Мой противник не соизволил ответить мне даже взглядом.

— Вы знаете свой долг, — сказал он окружающим. — Повинуйтесь!

Я был вмиг повержен на землю и связан; мне завязали глаза и куда-то повлекли. Руки мои были освобождены и повязка снята с глаз, лишь когда я очутился один в непроницаемых стенах темницы.

Таков был результат моей попытки спасти от преступника одну из его жертв; мне не верилось, что лжепророк решится предать меня смерти. Однако я находился в его руках; этот честолюбец шел темным путем жестокости; власть его покоилась на страхе; ему легче было произнести слово, обрекавшее меня на никому не ведомую смерть в темнице, чем проявить милосердие. Он, вероятно, не отважился бы казнить меня публично; но убийство без огласки могло отпугнуть любого из моих спутников от повторения моей попытки; и при должной осторожности он мог избежать розысков и не навлечь на себя месть Адриана.

Два месяца назад, под сводами еще более темными, мне хотелось лечь и найти покой в смерти; теперь мысль о смерти приводила меня в содрогание. Воображение рисовало мне то один, то другой вид уготованной мне казни. Обрекут ли меня на смерть от голода? Или гибель будет таиться в пище, которую мне принесут? Подкрадется ли смерть, когда я усну? Или мне придется бороться с убийцами, зная, что буду побежден? Я жил на земле, население которой уменьшилось до того, что могло быть сосчитано ребенком; многие месяцы я жил, слыша шаги смерти рядом с собой и по временам видя, как тень костлявой ложится поперек моего пути. Я думал, что научился презирать этот зловещий призрак и смеяться над его могуществом.

Любую другую судьбу я принял бы смело и даже вышел бы без страха ей навстречу. Но умереть ночью от рук бездушных убийц, когда никого не будет вокруг, чтобы слышать мои прощальные слова и закрыть мне глаза дружеской рукою; умереть в схватке, с озлоблением и ненавистью в душе? Зачем, мой ангел, вернула ты меня к жизни, когда я уже вступил в преддверие могилы? Неужели затем, чтобы туда вскоре был низвергнут мой изуродованный труп?

Проходили часы, казавшиеся столетиями. Если бы я мог облечь в слова все мысли, которые чередой проходили в моей голове за это время, их хватило бы не на один том. В сыром подземелье покрытый плесенью пол был холоден как лед; я начал также ощущать голод, но снаружи не доносилось ни звука. Негодяй объявил, что завтра меня ждет смерть. Но когда наступит завтра? Или оно уже наступило?

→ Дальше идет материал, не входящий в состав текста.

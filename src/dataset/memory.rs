use std::collections::BTreeMap;
use std::sync::Arc;

use async_trait::async_trait;
use serde_json::Value;
use tokio::sync::RwLock;

use super::{DataSet, Fields, Filter, MutableDataSet, MutableRecord, Record, no_match};
use crate::error::{Error, Result};

/// Name of the key field [`MemorySet`] assigns to every record.
pub const KEY: &str = "id";

#[derive(Debug, Default)]
struct Store {
    last_id: i64,
    rows: BTreeMap<i64, Fields>,
}

/// A thread-safe, in-memory mutable data set.
///
/// Records are keyed by an integer `id` assigned on [`add`](MutableDataSet::add)
/// and iterate in key order. Clones share the same storage.
#[derive(Clone, Debug, Default)]
pub struct MemorySet {
    store: Arc<RwLock<Store>>,
}

impl MemorySet {
    pub fn new() -> Self { Self::default() }

    /// A handle on the record with key `id`. The record is read lazily, so
    /// the handle may name a record that doesn't exist (yet).
    pub fn record(&self, id: i64) -> MemoryRecord {
        MemoryRecord { store: Arc::clone(&self.store), id }
    }

    pub async fn len(&self) -> usize {
        self.store.read().await.rows.len()
    }

    pub async fn is_empty(&self) -> bool {
        self.len().await == 0
    }
}

#[async_trait]
impl DataSet for MemorySet {
    async fn records(&self) -> Result<Vec<Fields>> {
        Ok(self.store.read().await.rows.values().cloned().collect())
    }
}

#[async_trait]
impl MutableDataSet for MemorySet {
    async fn add(&self, mut fields: Fields) -> Result<Fields> {
        let mut store = self.store.write().await;
        store.last_id += 1;
        let id = store.last_id;
        fields.insert(KEY.to_owned(), Value::from(id));
        store.rows.insert(id, fields);

        let mut key = Fields::new();
        key.insert(KEY.to_owned(), Value::from(id));
        Ok(key)
    }

    async fn fetch_mut(&self, filter: &Filter) -> Result<Box<dyn MutableRecord>> {
        let store = self.store.read().await;
        let id = store
            .rows
            .iter()
            .find(|(_, fields)| filter.check(fields))
            .map(|(id, _)| *id)
            .ok_or_else(no_match)?;
        Ok(Box::new(self.record(id)))
    }
}

/// A record of a [`MemorySet`].
#[derive(Clone, Debug)]
pub struct MemoryRecord {
    store: Arc<RwLock<Store>>,
    id: i64,
}

impl MemoryRecord {
    pub fn id(&self) -> i64 { self.id }

    fn gone(&self) -> Error {
        Error::Lookup(format!("record {} does not exist", self.id))
    }
}

#[async_trait]
impl Record for MemoryRecord {
    async fn read(&self) -> Result<Fields> {
        let store = self.store.read().await;
        store.rows.get(&self.id).cloned().ok_or_else(|| self.gone())
    }
}

#[async_trait]
impl MutableRecord for MemoryRecord {
    /// The key field survives every patch, replacing ones included.
    async fn patch(&self, add: Fields, remove: &[String], replace: bool) -> Result<()> {
        let mut store = self.store.write().await;
        let row = store.rows.get_mut(&self.id).ok_or_else(|| self.gone())?;
        if replace {
            row.clear();
        }
        for name in remove {
            row.remove(name);
        }
        row.extend(add);
        row.insert(KEY.to_owned(), Value::from(self.id));
        Ok(())
    }

    async fn delete(&self) -> Result<()> {
        let mut store = self.store.write().await;
        store.rows.remove(&self.id).map(drop).ok_or_else(|| self.gone())
    }
}

#[cfg(test)]
mod tests {
    use serde_json::json;

    use super::*;

    fn fields(v: Value) -> Fields {
        v.as_object().cloned().unwrap_or_default()
    }

    #[tokio::test]
    async fn add_assigns_increasing_keys() {
        let set = MemorySet::new();
        assert_eq!(set.add(fields(json!({"title": "a"}))).await.unwrap(), fields(json!({"id": 1})));
        assert_eq!(set.add(fields(json!({"title": "b", "id": 99}))).await.unwrap(), fields(json!({"id": 2})));
        assert_eq!(set.read_all().await.unwrap(), json!([{"id": 1, "title": "a"}, {"id": 2, "title": "b"}]));
    }

    #[tokio::test]
    async fn patch_keeps_key() {
        let set = MemorySet::new();
        set.add(fields(json!({"title": "a", "done": false}))).await.unwrap();
        let record = set.fetch_mut(&Filter::new().eq("id", 1)).await.unwrap();

        record.update(fields(json!({"done": true}))).await.unwrap();
        assert_eq!(record.read().await.unwrap(), fields(json!({"id": 1, "title": "a", "done": true})));

        record.patch(fields(json!({"title": "b"})), &[], true).await.unwrap();
        assert_eq!(record.read().await.unwrap(), fields(json!({"id": 1, "title": "b"})));

        record.remove_field("title").await.unwrap();
        assert_eq!(record.read().await.unwrap(), fields(json!({"id": 1})));
    }

    #[tokio::test]
    async fn deleted_record_is_gone() {
        let set = MemorySet::new();
        set.add(Fields::new()).await.unwrap();
        let record = set.record(1);
        record.delete().await.unwrap();
        assert!(matches!(record.read().await, Err(Error::Lookup(_))));
        assert!(matches!(record.delete().await, Err(Error::Lookup(_))));
        assert!(set.is_empty().await);
    }
}
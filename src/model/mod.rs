// SPDX-FileCopyrightText: 2026 Bruno Meilick
// SPDX-License-Identifier: LicenseRef-Zonepick-FreeUse-NoCopy-NoDerivatives
//
// All rights reserved.
//
// This file is part of Zonepick and is proprietary software.
// Unauthorized copying, modification, or distribution is prohibited.

//! Core data model.
//!
//! Floors are grids of tile codes; shipments map to storage locations; the event log lists, per
//! timestamp, the shipments pending and batched at that moment.

pub mod event;
#[cfg(test)]
pub(crate) mod fixtures;
pub mod grid;
pub mod ids;
pub mod location;
pub mod tile;

pub use event::{EventLog, TimestampEvent};
pub use grid::{FloorGrid, TilePos};
pub use ids::{ShipmentId, Zone, ZoneError};
pub use location::{Location, LocationTable};
pub use tile::{Level, TileCode};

И вот кто-то открывает дверь. Я слышу, как поворачивают ключ, как медленно отодвигают засовы. Пока открывали дверь за дверью, до меня доносились звуки из дворца; я услышал, как часы пробили один раз. Я решил, что идут убивать меня. Для публичной казни час неподходящий. Я прижался к стене напротив двери; напряг все свои силы; собрал все свое мужество. Легко я им не дамся. Дверь медленно повернулась на петлях. Я приготовился ринуться на убийцу и схватиться с ним, но, когда увидел, кто вошел, все во мне переменилось. Эго была Джульетта; бледная и дрожащая, она стояла на пороге, держа в руке светильник и печально глядя на меня. Но она тут же овладела собой, и глаза ее блеснули.

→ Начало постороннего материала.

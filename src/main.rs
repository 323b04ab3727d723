// SPDX-FileCopyrightText: 2026 Bruno Meilick
// SPDX-License-Identifier: LicenseRef-Zonepick-FreeUse-NoCopy-NoDerivatives
//
// All rights reserved.
//
// This file is part of Zonepick and is proprietary software.
// Unauthorized copying, modification, or distribution is prohibited.

//! Zonepick CLI entrypoint.
//!
//! By default this runs the interactive TUI over the data directory. `--print` and `--summary`
//! are headless and write to stdout.

use std::error::Error;
use std::io::{self, Write};
use std::path::PathBuf;

use zonepick::logging::{self, LogTarget};
use zonepick::ops::{derive_frame, summarize};
use zonepick::render::{render_frame_plain, FloorRenderOptions};
use zonepick::store::{DataDir, StoreError};
use zonepick::tui::{self, TuiOptions};
use zonepick::ui::Timeline;

fn print_usage(program: &str) {
    eprintln!(
        "Usage:\n  {program} [<data-dir>] [--no-borders] [--log <file>]\n  {program} [--data <dir>] [--no-borders] [--log <file>]\n  {program} [<data-dir>] [--no-borders] --print <index>\n  {program} [<data-dir>] --summary\n\nIf data-dir/--data is omitted, the current working directory is used.\n--print renders the frame at a timestamp index (wrapping past the end) as plain text.\n--summary prints one line per timestamp: timestamp ppid pending batched pending_tiles batched_tiles skipped.\n--print and --summary cannot be combined.\n\nLogging is configured with {env} (default `{default}`). The TUI only logs when --log is given;\nheadless modes log to stderr.",
        env = logging::LOG_ENV,
        default = logging::DEFAULT_DIRECTIVES,
    );
}

#[derive(Debug, Default, Clone, PartialEq, Eq)]
struct CliOptions {
    data_dir: Option<String>,
    log_file: Option<String>,
    print_index: Option<usize>,
    summary: bool,
    no_borders: bool,
}

impl CliOptions {
    fn headless(&self) -> bool {
        self.print_index.is_some() || self.summary
    }

    fn log_target(&self) -> LogTarget {
        match (&self.log_file, self.headless()) {
            (Some(path), _) => LogTarget::File(PathBuf::from(path)),
            (None, true) => LogTarget::Stderr,
            (None, false) => LogTarget::Off,
        }
    }
}

fn parse_options(mut args: impl Iterator<Item = String>) -> Result<CliOptions, ()> {
    let mut options = CliOptions::default();

    while let Some(arg) = args.next() {
        match arg.as_str() {
            "--data" => {
                if options.data_dir.is_some() {
                    return Err(());
                }
                let dir = args.next().ok_or(())?;
                options.data_dir = Some(dir);
            }
            "--log" => {
                if options.log_file.is_some() {
                    return Err(());
                }
                let file = args.next().ok_or(())?;
                options.log_file = Some(file);
            }
            "--print" => {
                if options.print_index.is_some() {
                    return Err(());
                }
                let raw = args.next().ok_or(())?;
                let index: usize = raw.parse().map_err(|_| ())?;
                options.print_index = Some(index);
            }
            "--summary" => {
                if options.summary {
                    return Err(());
                }
                options.summary = true;
            }
            "--no-borders" => {
                if options.no_borders {
                    return Err(());
                }
                options.no_borders = true;
            }
            _ if arg.starts_with('-') => return Err(()),
            _ => {
                if options.data_dir.is_some() {
                    return Err(());
                }
                options.data_dir = Some(arg);
            }
        }
    }

    if options.print_index.is_some() && options.summary {
        return Err(());
    }

    Ok(options)
}

fn main() {
    let result = (|| -> Result<(), Box<dyn Error>> {
        let mut args = std::env::args();
        let program = args.next().unwrap_or_else(|| "zonepick".to_owned());

        let options = match parse_options(args) {
            Ok(options) => options,
            Err(()) => {
                print_usage(&program);
                std::process::exit(2);
            }
        };

        logging::init(options.log_target())?;

        let dir = options.data_dir.clone().unwrap_or_else(|| ".".to_owned());
        let dataset = DataDir::new(dir).load()?;
        let borders = !options.no_borders;

        if let Some(index) = options.print_index {
            let index = Timeline::at(dataset.events().len(), index)
                .ok_or(StoreError::EmptyEventLog)?
                .index();
            let frame = derive_frame(&dataset, index).ok_or(StoreError::EmptyEventLog)?;
            let text = render_frame_plain(
                &dataset,
                &frame,
                FloorRenderOptions {
                    borders,
                    labels: false,
                },
            )?;
            let mut out = io::stdout().lock();
            writeln!(out, "{text}")?;
            return Ok(());
        }

        if options.summary {
            let mut out = io::stdout().lock();
            for row in summarize(&dataset) {
                writeln!(out, "{row}")?;
            }
            return Ok(());
        }

        tui::run(dataset, TuiOptions { borders })
    })();

    if let Err(err) = result {
        eprintln!("zonepick: {err}");
        std::process::exit(1);
    }
}
// SPDX-FileCopyrightText: 2026 Bruno Meilick
// SPDX-License-Identifier: LicenseRef-Zonepick-FreeUse-NoCopy-NoDerivatives
//
// All rights reserved.
//
// This file is part of Zonepick and is proprietary software.
// Unauthorized copying, modification, or distribution is prohibited.

//! Tracing subscriber setup.
//!
//! The TUI owns the terminal, so interactive runs log to a file or not at all. Headless runs log to
//! stderr.

use std::{
    env,
    fs::OpenOptions,
    io,
    path::PathBuf,
    sync::Mutex,
};

use thiserror::Error;
use tracing_subscriber::filter::{EnvFilter, ParseError};

/// Environment variable holding `EnvFilter` directives.
pub const LOG_ENV: &str = "ZONEPICK_LOG";
pub const DEFAULT_DIRECTIVES: &str = "zonepick=info";

#[derive(Debug, Clone, PartialEq, Eq)]
pub enum LogTarget {
    Off,
    Stderr,
    /// Appends to the file, creating it if needed.
    File(PathBuf),
}

#[derive(Debug, Error)]
pub enum LoggingError {
    #[error("invalid {LOG_ENV} directives {value:?}: {source}")]
    Filter { value: String, source: ParseError },
    #[error("cannot open log file {path:?}: {source}")]
    Open { path: PathBuf, source: io::Error },
    #[error("cannot install log subscriber: {source}")]
    Install {
        source: Box<dyn std::error::Error + Send + Sync + 'static>,
    },
}

/// Builds the filter from `directives`, falling back to [`DEFAULT_DIRECTIVES`] when unset or blank.
pub fn env_filter(directives: Option<&str>) -> Result<EnvFilter, LoggingError> {
    match directives.map(str::trim).filter(|value| !value.is_empty()) {
        Some(value) => EnvFilter::try_new(value).map_err(|source| LoggingError::Filter {
            value: value.to_owned(),
            source,
        }),
        None => Ok(EnvFilter::new(DEFAULT_DIRECTIVES)),
    }
}

/// Installs the global subscriber for `target`, reading directives from [`LOG_ENV`].
pub fn init(target: LogTarget) -> Result<(), LoggingError> {
    let path = match target {
        LogTarget::Off => return Ok(()),
        LogTarget::Stderr => None,
        LogTarget::File(path) => Some(path),
    };

    let directives = env::var(LOG_ENV).ok();
    let builder = tracing_subscriber::fmt().with_env_filter(env_filter(directives.as_deref())?);
    let installed = match path {
        None => builder.with_writer(io::stderr).try_init(),
        Some(path) => {
            let file = OpenOptions::new()
                .create(true)
                .append(true)
                .open(&path)
                .map_err(|source| LoggingError::Open { path, source })?;
            builder
                .with_ansi(false)
                .with_writer(Mutex::new(file))
                .try_init()
        }
    };
    installed.map_err(|source| LoggingError::Install { source })
}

— Я пришла спасти вас, Вернэ, — сказала она.

— И себя также! — воскликнул я. — Милый друг, неужели мы можем спастись?

— Ни слова больше, — ответила она. — Следуйте за мной.

Я повиновался. Мы неслышно миновали несколько коридоров, не раз подымались по лестницам и следовали длинными галереями. В конце одной из них Джульетта отперла дверь; порыв ветра погасил наш светильник, но зато я увидел благословенные лучи луны и лик небес. Тут Джульетта впервые заговорила:

— Вы в безопасности. Храни вас Бог. Прощайте!

Я схватил ее за руку.

— Дорогой друг! — воскликнул я. — Бедная, заблудшая жертва, разве вы не хотите бежать вместе со мной? Разве вы не рискнули всем, чтобы устроить мой побег? Не думайте, что я дам вам вернуться и одной встретить всю ярость негодяя? Никогда!

— За меня не бойтесь, — печально ответила бедная женщина. — Не думайте, что без согласия нашего вождя вы смогли бы выйти из этих стен. Это он освободил вас, а мне поручил вывести отсюда, потому что я лучше знаю, зачем вы пришли сюда, и могу оценить, сколь он милосерден, отпуская вас.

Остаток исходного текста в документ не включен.